11 Ekim seçimlerinde; eğer 2. tur olacaksa, çok büyük bir olasılıkla bu turda Akıncı ile Tatar yarışacak…
Ersin Tatar; hem popülist, hem de polemikçi bir “siyasetçi” profili çiziyor…
Ama en büyük özelliği; kendisini UBP ile ve bu partinin geleneksel fanatik partizanlığı ile özdeşleştirmesi…
Seçim kampanyasında, UBP’liler ona müthiş “gaz” veriyor ve “partisi ile yapışık” kendi bilinmez geleceğine yürüyor…
Siyasette adeta “UBP dışında bir hiç” gibi duruyor…
Tabii; Tatar’ın UBP Başkanlığı’na gelmesi hiç de kolay olmadı…
“Siyasi hedef”ini çok önceden belirledi ve kapı kapı dolaşarak, ada üzerinde sıkmadık UBP’li eli bırakmadığı gibi, hemen hemen hiçbir cenazeyi, hiçbir düğünü kaçırmadı…

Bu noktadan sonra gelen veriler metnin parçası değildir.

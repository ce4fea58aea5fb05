//! Scoped connections to the study database

use std::path::{Path, PathBuf};
use std::time::Duration;

use rusqlite::{Connection, OpenFlags};
use soc_core::{StoreError, StoreResult};

use crate::config::DbConfig;
use crate::db_error;

/// The on-disk study database.
///
/// A `DataSource` holds no connection. [`DataSource::open`] returns an owned
/// [`Connection`] that closes when dropped, so a caller scoping it to one
/// operation releases it on every exit path, errors included.
#[derive(Debug, Clone)]
pub struct DataSource {
    path: PathBuf,
    busy_timeout: Duration,
}

impl DataSource {
    pub fn new(path: impl Into<PathBuf>) -> Self {
        Self::from_config(&DbConfig::new(path))
    }

    pub fn from_config(config: &DbConfig) -> Self {
        Self {
            path: config.path.clone(),
            busy_timeout: config.busy_timeout,
        }
    }

    pub fn path(&self) -> &Path {
        &self.path
    }

    pub fn exists(&self) -> bool {
        self.path.is_file()
    }

    /// Open a read-only connection.
    ///
    /// Fails with [`StoreError::DataSourceNotFound`] when the file is absent,
    /// rather than letting SQLite report a generic open failure.
    pub fn open(&self) -> StoreResult<Connection> {
        if !self.exists() {
            tracing::error!(path = %self.path.display(), "Study database not found");
            return Err(StoreError::DataSourceNotFound {
                path: self.path.clone(),
            });
        }

        let conn = Connection::open_with_flags(&self.path, open_flags()).map_err(db_error)?;
        conn.busy_timeout(self.busy_timeout).map_err(db_error)?;

        tracing::trace!(path = %self.path.display(), "Opened study database");
        Ok(conn)
    }
}

/// Read-only, plain file path. A `file:` prefix is part of the name, not a URI.
fn open_flags() -> OpenFlags {
    OpenFlags::SQLITE_OPEN_READ_ONLY | OpenFlags::SQLITE_OPEN_NO_MUTEX
}

#[cfg(test)]
mod tests {
    use super::*;
    use soc_test_utils::FixtureDb;

    #[test]
    fn test_missing_file_is_data_source_not_found() {
        let dir = tempfile::tempdir().expect("tempdir");
        let path = dir.path().join("soc_data").join("soc_data.db");
        let source = DataSource::new(&path);

        assert!(!source.exists());
        match source.open() {
            Err(StoreError::DataSourceNotFound { path: reported }) => assert_eq!(reported, path),
            other => panic!("expected DataSourceNotFound, got {:?}", other.map(|_| ())),
        }
    }

    #[test]
    fn test_directory_is_not_a_data_source() {
        let dir = tempfile::tempdir().expect("tempdir");
        let source = DataSource::new(dir.path());
        assert!(matches!(
            source.open(),
            Err(StoreError::DataSourceNotFound { .. })
        ));
    }

    #[test]
    fn test_paths_are_not_uris() {
        let flags = open_flags();
        assert!(flags.contains(OpenFlags::SQLITE_OPEN_READ_ONLY));
        assert!(!flags.contains(OpenFlags::SQLITE_OPEN_URI));
        assert!(!flags.contains(OpenFlags::SQLITE_OPEN_CREATE));
    }

    #[test]
    fn test_open_is_read_only() -> Result<(), Box<dyn std::error::Error>> {
        let fixture = FixtureDb::new()?;
        let source = DataSource::new(fixture.path());
        let conn = source.open()?;

        let write = conn.execute("DELETE FROM studies", []);
        assert!(write.is_err());
        Ok(())
    }
}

Ancak; Başbakan olduktan sonra, UBP içindeki “yerleşik” derin odakların menfaat çemberinde bir o yana, bir bu yana savruldu…
Babası Rüstem Tatar, 1986’da UBP’li üyelerin genel kurulda oyları ile adaylığı reddedilen ve UBP’de barınamayan ilk bakan olmasına karşın, kendisi bu “akıbete” henüz uğramadı…
UBP’de aslolanın “Üleşme” olduğunu, kısa sürede öğrendi ama gene de etrafında bir “gücenenler” ordusu oluşmasını önleyemedi…
Bu yılın Ocak ayından beridir partililerine devlette ne varsa “dağıtıyor…”
Bu süreçte; bu “devletçik” hem kendisinin, hem de UBP’li bazı kodamanların elinde “maskara” oldu…
Mart ayında, “Covid 19” süreci başlayınca, “Olağanüstü durum” nedeniyle Tatar’ın “Har vurup harman savuran” tavırları, neredeyse “meşruiyet” kazandı…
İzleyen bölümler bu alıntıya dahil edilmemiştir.